What to do: Restate exactly, and only, the lines spanning from the one with "pub fn set(&self, state: Connectivity)" to the end of the records below.

════════════════

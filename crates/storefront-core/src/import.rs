//! # Catalog Import
//!
//! Parses a product CSV into rows ready for the product repository.
//!
//! ```text
//! sku,name,price,barcode,quantity
//! ATTA-5KG,Aashirvaad Atta 5kg,289.00,8901725181123,40
//! DAL-1KG,Toor Dal 1kg,165.5,,25
//! ```
//!
//! `price` is in rupees with up to two decimals and is converted to paise
//! without touching floating point. Blank `barcode` means none; blank
//! `quantity` means zero. Every row is validated independently so one bad
//! line does not sink the file.

use serde::{Deserialize, Serialize};
use std::io::Read;
use ts_rs::TS;

use crate::error::ValidationError;
use crate::validation::{validate_price_paise, validate_product_name, validate_sku, validate_stock_quantity};

#[derive(Debug, Deserialize)]
struct CsvRow {
    sku: String,
    name: String,
    price: String,
    #[serde(default)]
    barcode: String,
    #[serde(default)]
    quantity: String,
}

/// A validated product row.
#[derive(Debug, Clone, PartialEq, Eq, Serialize, Deserialize, TS)]
#[ts(export)]
pub struct ProductImportRow {
    pub sku: String,
    pub name: String,
    pub price_paise: i64,
    pub barcode: Option<String>,
    pub quantity: i64,
}

/// Why a line was skipped. `line` is 1-based and counts the header.
#[derive(Debug, Clone, PartialEq, Eq, Serialize, Deserialize, TS)]
#[ts(export)]
pub struct RowError {
    pub line: u64,
    pub errors: Vec<String>,
}

#[derive(Debug, Clone, Default, PartialEq, Eq, Serialize, Deserialize, TS)]
#[ts(export)]
pub struct ImportReport {
    pub accepted: Vec<ProductImportRow>,
    pub rejected: Vec<RowError>,
}

impl ImportReport {
    pub fn is_clean(&self) -> bool {
        self.rejected.is_empty()
    }
}

/// Reads a product CSV. Malformed lines land in `rejected`; this never fails
/// as a whole.
pub fn parse_products<R: Read>(reader: R) -> ImportReport {
    let mut csv_reader = csv::ReaderBuilder::new()
        .has_headers(true)
        .trim(csv::Trim::All)
        .flexible(true)
        .from_reader(reader);

    let mut report = ImportReport::default();

    for (idx, result) in csv_reader.deserialize::<CsvRow>().enumerate() {
        let line = idx as u64 + 2;
        match result {
            Ok(raw) => match validate_row(raw) {
                Ok(row) => report.accepted.push(row),
                Err(errors) => report.rejected.push(RowError { line, errors }),
            },
            Err(e) => report.rejected.push(RowError {
                line: e.position().map_or(line, |p| p.line()),
                errors: vec![e.to_string()],
            }),
        }
    }

    report
}

fn validate_row(raw: CsvRow) -> Result<ProductImportRow, Vec<String>> {
    let mut errors = Vec::new();

    if let Err(e) = validate_sku(&raw.sku) {
        errors.push(e.to_string());
    }
    if let Err(e) = validate_product_name(&raw.name) {
        errors.push(e.to_string());
    }

    let price_paise = match parse_rupees(&raw.price) {
        Ok(paise) => {
            if let Err(e) = validate_price_paise(paise) {
                errors.push(e.to_string());
            }
            paise
        }
        Err(e) => {
            errors.push(e.to_string());
            0
        }
    };

    let quantity = if raw.quantity.is_empty() {
        0
    } else {
        match raw.quantity.parse::<i64>() {
            Ok(q) => {
                if let Err(e) = validate_stock_quantity(q) {
                    errors.push(e.to_string());
                }
                q
            }
            Err(_) => {
                errors.push(
                    ValidationError::invalid_format("quantity", "must be a whole number").to_string(),
                );
                0
            }
        }
    };

    if !errors.is_empty() {
        return Err(errors);
    }

    Ok(ProductImportRow {
        sku: raw.sku,
        name: raw.name,
        price_paise,
        barcode: Some(raw.barcode).filter(|b| !b.is_empty()),
        quantity,
    })
}

/// `"165.5"` → 16550. At most two decimal places.
fn parse_rupees(value: &str) -> Result<i64, ValidationError> {
    let value = value.trim().trim_start_matches('₹');
    if value.is_empty() {
        return Err(ValidationError::required("price"));
    }

    let (negative, value) = match value.strip_prefix('-') {
        Some(rest) => (true, rest),
        None => (false, value),
    };

    let (whole, fraction) = value.split_once('.').unwrap_or((value, ""));
    let malformed = || ValidationError::invalid_format("price", "must look like 123 or 123.45");

    if whole.is_empty() || fraction.len() > 2 {
        return Err(malformed());
    }
    if !whole.chars().chain(fraction.chars()).all(|c| c.is_ascii_digit()) {
        return Err(malformed());
    }

    let rupees: i64 = whole.parse().map_err(|_| malformed())?;
    let paise: i64 = match fraction.len() {
        0 => 0,
        1 => fraction.parse::<i64>().map_err(|_| malformed())? * 10,
        _ => fraction.parse().map_err(|_| malformed())?,
    };

    let total = rupees
        .checked_mul(100)
        .and_then(|r| r.checked_add(paise))
        .ok_or_else(malformed)?;

    Ok(if negative { -total } else { total })
}
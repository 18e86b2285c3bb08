//! # storefront-core: Pure Counter Logic for the Storefront POS
//!
//! Everything the point-of-sale terminal decides without touching a disk or
//! a network: cart rules, pricing, the customer-binding state machine, held
//! sale records and the rows a finished sale turns into.
//!
//! ## Architecture Position
//! ```text
//! ┌─────────────────────────────────────────────────────────────────────────┐
//! │                      Storefront POS Workspace                           │
//! │                                                                         │
//! │  ┌─────────────────────────────────────────────────────────────────┐   │
//! │  │               storefront-pos (terminal orchestration)           │   │
//! │  │   PosTerminal • held store • realtime • connectivity • config   │   │
//! │  └─────────────────────────────┬───────────────────────────────────┘   │
//! │                                │                                        │
//! │  ┌─────────────────────────────▼───────────────────────────────────┐   │
//! │  │              ★ storefront-core (THIS CRATE) ★                   │   │
//! │  │                                                                 │   │
//! │  │   ┌─────────┐ ┌─────────┐ ┌─────────┐ ┌─────────┐ ┌─────────┐  │   │
//! │  │   │  cart   │ │ pricing │ │ session │ │  held   │ │  order  │  │   │
//! │  │   │ ledger  │ │ totals  │ │ binding │ │ records │ │ assembly│  │   │
//! │  │   └─────────┘ └─────────┘ └─────────┘ └─────────┘ └─────────┘  │   │
//! │  │                                                                 │   │
//! │  │   NO I/O • NO DATABASE • NO NETWORK                             │   │
//! │  └─────────────────────────────┬───────────────────────────────────┘   │
//! │                                │ types (sqlx feature)                   │
//! │  ┌─────────────────────────────▼───────────────────────────────────┐   │
//! │  │                 storefront-db (SQLite layer)                    │   │
//! │  └─────────────────────────────────────────────────────────────────┘   │
//! └─────────────────────────────────────────────────────────────────────────┘
//! ```
//!
//! ## Modules
//!
//! - [`money`] - Integer paise with GST rounding
//! - [`types`] - Catalog, customer, coupon, payment and delivery types
//! - [`cart`] - The cart ledger
//! - [`pricing`] - Subtotal → discount → tax → total
//! - [`session`] - Type-state customer binding
//! - [`held`] - Held sale records
//! - [`order`] - Finalized sale rows and receipts
//! - [`import`] - Product CSV parsing
//! - [`validation`] - Field rules for forms and imports
//!
//! ## Example
//!
//! ```rust
//! use storefront_core::{Money, TaxRate};
//!
//! let taxable = Money::from_rupees(1800);
//! let gst = taxable.calculate_tax(TaxRate::from_bps(1800));
//! assert_eq!(gst, Money::from_rupees(324));
//! ```

// =============================================================================
// Module Declarations
// =============================================================================

pub mod cart;
pub mod error;
pub mod held;
pub mod import;
pub mod money;
pub mod order;
pub mod pricing;
pub mod session;
pub mod types;
pub mod validation;

// =============================================================================
// Re-exports
// =============================================================================

pub use cart::{Cart, LineItem};
pub use error::{CoreError, CoreResult, CouponError, ValidationError};
pub use held::{HeldSale, HeldSaleSummary};
pub use money::Money;
pub use order::{FinalizedSale, SaleDraft, SaleReceipt};
pub use pricing::{DiscountSource, PriceBreakdown};
pub use session::{PosSession, SessionSnapshot};
pub use types::*;

// =============================================================================
// Crate-Level Constants
// =============================================================================

/// GST applied when the store config does not override it (18%).
pub const DEFAULT_TAX_RATE_BPS: u32 = 1800;

/// Maximum distinct lines in one cart.
pub const MAX_CART_ITEMS: usize = 100;

/// A split tender must land within this many paise of the total.
///
/// With integer paise a tolerance of 1 means "exactly equal".
pub const SPLIT_TOLERANCE_PAISE: i64 = 1;

/// Default number of held sales kept on a terminal.
pub const DEFAULT_HELD_SALES_CAPACITY: usize = 20;
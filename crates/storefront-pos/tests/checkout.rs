//! End-to-end counter flow against an in-memory SQLite database.

use std::sync::Arc;

use chrono::Utc;
use storefront_core::import::parse_products;
use storefront_core::{
    CoreError, Coupon, Customer, CustomerContact, DiscountType, Money, PaymentMethod,
    PaymentSelection, ServiceablePincode, SplitAmounts, TenderMethod,
};
use storefront_db::{Database, DbConfig, DbError};
use storefront_pos::{
    DeliveryLocationStore, KvHeldSaleRepository, MemoryStore, PaymentPhase, PosConfig, PosError,
    PosTerminal,
};

const CATALOG: &str = "\
sku,name,price,barcode,quantity
STAPLE-BR-1KG,Basmati Rice 1kg,10.00,8901000000011,5
DAIRY-PN-200G,Paneer 200g,2.50,8901000000028,3
BAD SKU,Broken Row,abc,,1
";

async fn setup() -> (Database, PosTerminal<Database>) {
    let db = Database::new(DbConfig::in_memory()).await.unwrap();

    let report = parse_products(CATALOG.as_bytes());
    assert_eq!(report.accepted.len(), 2);
    assert_eq!(report.rejected.len(), 1);
    db.products().import(&report.accepted).await.unwrap();

    db.coupons()
        .insert(&Coupon {
            id: "coupon-save10".into(),
            code: "SAVE10".into(),
            discount_type: DiscountType::Percentage,
            discount_value: 1_000,
            pos_eligible: true,
            online_eligible: true,
            is_active: true,
            expires_at: None,
        })
        .await
        .unwrap();

    let held = Arc::new(KvHeldSaleRepository::new(Arc::new(MemoryStore::new()), 20));
    let terminal = PosTerminal::new(db.clone(), held, &PosConfig::default());
    (db, terminal)
}

async fn registered_customer(db: &Database) -> Customer {
    let customer = Customer {
        id: "cust-asha".into(),
        name: "Asha".into(),
        phone: "9876543210".into(),
        email: Some("asha@example.in".into()),
        created_at: Utc::now(),
    };
    db.customers().insert(&customer).await.unwrap();
    customer
}

#[tokio::test]
async fn test_full_sale_writes_order_and_decrements_stock() {
    let (db, mut terminal) = setup().await;
    terminal.select_customer(registered_customer(&db).await);

    terminal.scan_barcode("8901000000011").await.unwrap();
    terminal.scan_barcode("8901000000011").await.unwrap();
    terminal.apply_coupon("save10").await.unwrap();

    // Park it and bring it back before paying
    let held = terminal.hold(Some("Asha - rice")).unwrap();
    assert!(terminal.items().is_empty());
    terminal.resume(&held.id).unwrap().unwrap();

    terminal.select_payment(PaymentSelection {
        method: PaymentMethod::Split,
        split: SplitAmounts {
            cash: Money::from_paise(1_000),
            other: Money::from_paise(1_124),
            other_method: TenderMethod::Upi,
        },
    });

    let receipt = terminal.complete(None).await.unwrap();
    assert_eq!(receipt.totals.subtotal, Money::from_paise(2_000));
    assert_eq!(receipt.totals.discount, Money::from_paise(200));
    assert_eq!(receipt.totals.tax, Money::from_paise(324));
    assert_eq!(receipt.totals.total, Money::from_paise(2_124));
    assert_eq!(terminal.phase(), &PaymentPhase::Idle);
    assert!(terminal.items().is_empty());

    let order = db.orders().get_by_id(&receipt.order_id).await.unwrap().unwrap();
    assert_eq!(order.total_paise, 2_124);
    assert_eq!(order.coupon_id.as_deref(), Some("coupon-save10"));
    assert_eq!(db.orders().get_items(&order.id).await.unwrap().len(), 1);
    assert_eq!(db.orders().get_payments(&order.id).await.unwrap().len(), 2);
    assert_eq!(db.orders().count_redemptions("coupon-save10").await.unwrap(), 1);

    let rice = db
        .products()
        .get_by_barcode("8901000000011")
        .await
        .unwrap()
        .unwrap();
    assert_eq!(rice.stock.quantity, 3);
}

#[tokio::test]
async fn test_stock_moved_underneath_the_cart_rolls_back() {
    let (db, mut terminal) = setup().await;
    terminal.select_customer(registered_customer(&db).await);

    let line = terminal.scan_barcode("8901000000028").await.unwrap();
    terminal.change_quantity(&line.id, 2).unwrap();

    // Someone else sold two paneer since it was scanned
    db.products().adjust_stock(&line.product_id, -2).await.unwrap();

    let err = terminal.complete(None).await.unwrap_err();
    assert!(matches!(err, PosError::Database(DbError::StockConflict { .. })));
    assert!(matches!(terminal.phase(), PaymentPhase::Failed { .. }));
    assert_eq!(terminal.items()[0].quantity, 3);

    assert_eq!(db.orders().count().await.unwrap(), 0);
    let paneer = db.products().get_by_id(&line.product_id).await.unwrap().unwrap();
    assert_eq!(paneer.stock.quantity, 1);
}

#[tokio::test]
async fn test_walk_in_sale_creates_customer() {
    let (db, mut terminal) = setup().await;
    terminal.select_customer(registered_customer(&db).await);
    terminal.scan_barcode("8901000000028").await.unwrap();
    terminal.clear_customer();

    let err = terminal
        .complete(Some(CustomerContact {
            name: Some("Meera".into()),
            phone: "9000000001".into(),
            email: None,
        }))
        .await
        .unwrap_err();
    assert!(matches!(
        err,
        PosError::Core(CoreError::MissingCustomerContact { .. })
    ));

    let receipt = terminal
        .complete(Some(CustomerContact {
            name: Some("Meera".into()),
            phone: "9000000001".into(),
            email: Some("meera@example.in".into()),
        }))
        .await
        .unwrap();
    assert_eq!(receipt.customer_name, "Meera");

    let meera = db.customers().get_by_phone("9000000001").await.unwrap().unwrap();
    let order = db.orders().get_by_id(&receipt.order_id).await.unwrap().unwrap();
    assert_eq!(order.customer_id, meera.id);
}

#[tokio::test]
async fn test_delivery_location_uses_serviceable_pincodes() {
    let db = Database::new(DbConfig::in_memory()).await.unwrap();
    db.pincodes()
        .upsert(&ServiceablePincode {
            pincode: "560034".into(),
            city: "Bengaluru".into(),
            state: "Karnataka".into(),
            delivery_days: 1,
            is_active: true,
        })
        .await
        .unwrap();

    let locations = DeliveryLocationStore::new(db, Arc::new(MemoryStore::new()));

    let location = locations.select("560034").await.unwrap();
    assert_eq!(location.city, "Bengaluru");

    let err = locations.select("110001").await.unwrap_err();
    assert!(matches!(err, PosError::NotServiceable(_)));
    assert_eq!(locations.current().unwrap().unwrap().pincode, "560034");
}
//! # Connectivity Banner
//!
//! Tracks whether the terminal can reach the back office and offers the
//! notice the UI shows while it cannot. Nothing is queued while offline;
//! writes fail through their gateways as usual.
//!
//! ```text
//! platform online/offline event ──► ConnectivityMonitor::set(state)
//!                                        │  tokio::sync::watch
//!                                        ▼
//!                           banner() / subscribe().changed()
//! ```

use serde::{Deserialize, Serialize};
use tokio::sync::watch;
use tracing::info;

#[derive(Debug, Clone, Copy, PartialEq, Eq, Default, Serialize, Deserialize)]
#[serde(rename_all = "snake_case")]
pub enum Connectivity {
    #[default]
    Online,
    Offline,
}

impl std::fmt::Display for Connectivity {
    fn fmt(&self, f: &mut std::fmt::Formatter<'_>) -> std::fmt::Result {
        match self {
            Connectivity::Online => write!(f, "online"),
            Connectivity::Offline => write!(f, "offline"),
        }
    }
}

pub const OFFLINE_BANNER: &str =
    "You are offline. Changes cannot be saved until the connection is back.";

#[derive(Debug)]
pub struct ConnectivityMonitor {
    sender: watch::Sender<Connectivity>,
}

impl Default for ConnectivityMonitor {
    fn default() -> Self {
        Self::new(Connectivity::Online)
    }
}

impl ConnectivityMonitor {
    pub fn new(initial: Connectivity) -> Self {
        let (sender, _) = watch::channel(initial);
        ConnectivityMonitor { sender }
    }

    /// Returns true when the state actually changed.
    pub fn set(&self, state: Connectivity) -> bool {
        let changed = self.sender.send_if_modified(|current| {
            if *current == state {
                false
            } else {
                *current = state;
                true
            }
        });
        if changed {
            info!(%state, "Connectivity changed");
        }
        changed
    }

    pub fn current(&self) -> Connectivity {
        *self.sender.borrow()
    }

    pub fn is_online(&self) -> bool {
        self.current() == Connectivity::Online
    }

    /// The notice to show, if any.
    pub fn banner(&self) -> Option<&'static str> {
        match self.current() {
            Connectivity::Online => None,
            Connectivity::Offline => Some(OFFLINE_BANNER),
        }
    }

    pub fn subscribe(&self) -> watch::Receiver<Connectivity> {
        self.sender.subscribe()
    }
}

════════════════

Task response:
    pub fn set(&self, state: Connectivity) -> bool {
        let changed = self.sender.send_if_modified(|current| {
            if *current == state {
                false
            } else {
                *current = state;
                true
            }
        });
        if changed {
            info!(%state, "Connectivity changed");
        }
        changed
    }

    pub fn current(&self) -> Connectivity {
        *self.sender.borrow()
    }

    pub fn is_online(&self) -> bool {
        self.current() == Connectivity::Online
    }

    /// The notice to show, if any.
    pub fn banner(&self) -> Option<&'static str> {
        match self.current() {
            Connectivity::Online => None,
            Connectivity::Offline => Some(OFFLINE_BANNER),
        }
    }

    pub fn subscribe(&self) -> watch::Receiver<Connectivity> {
        self.sender.subscribe()
    }
}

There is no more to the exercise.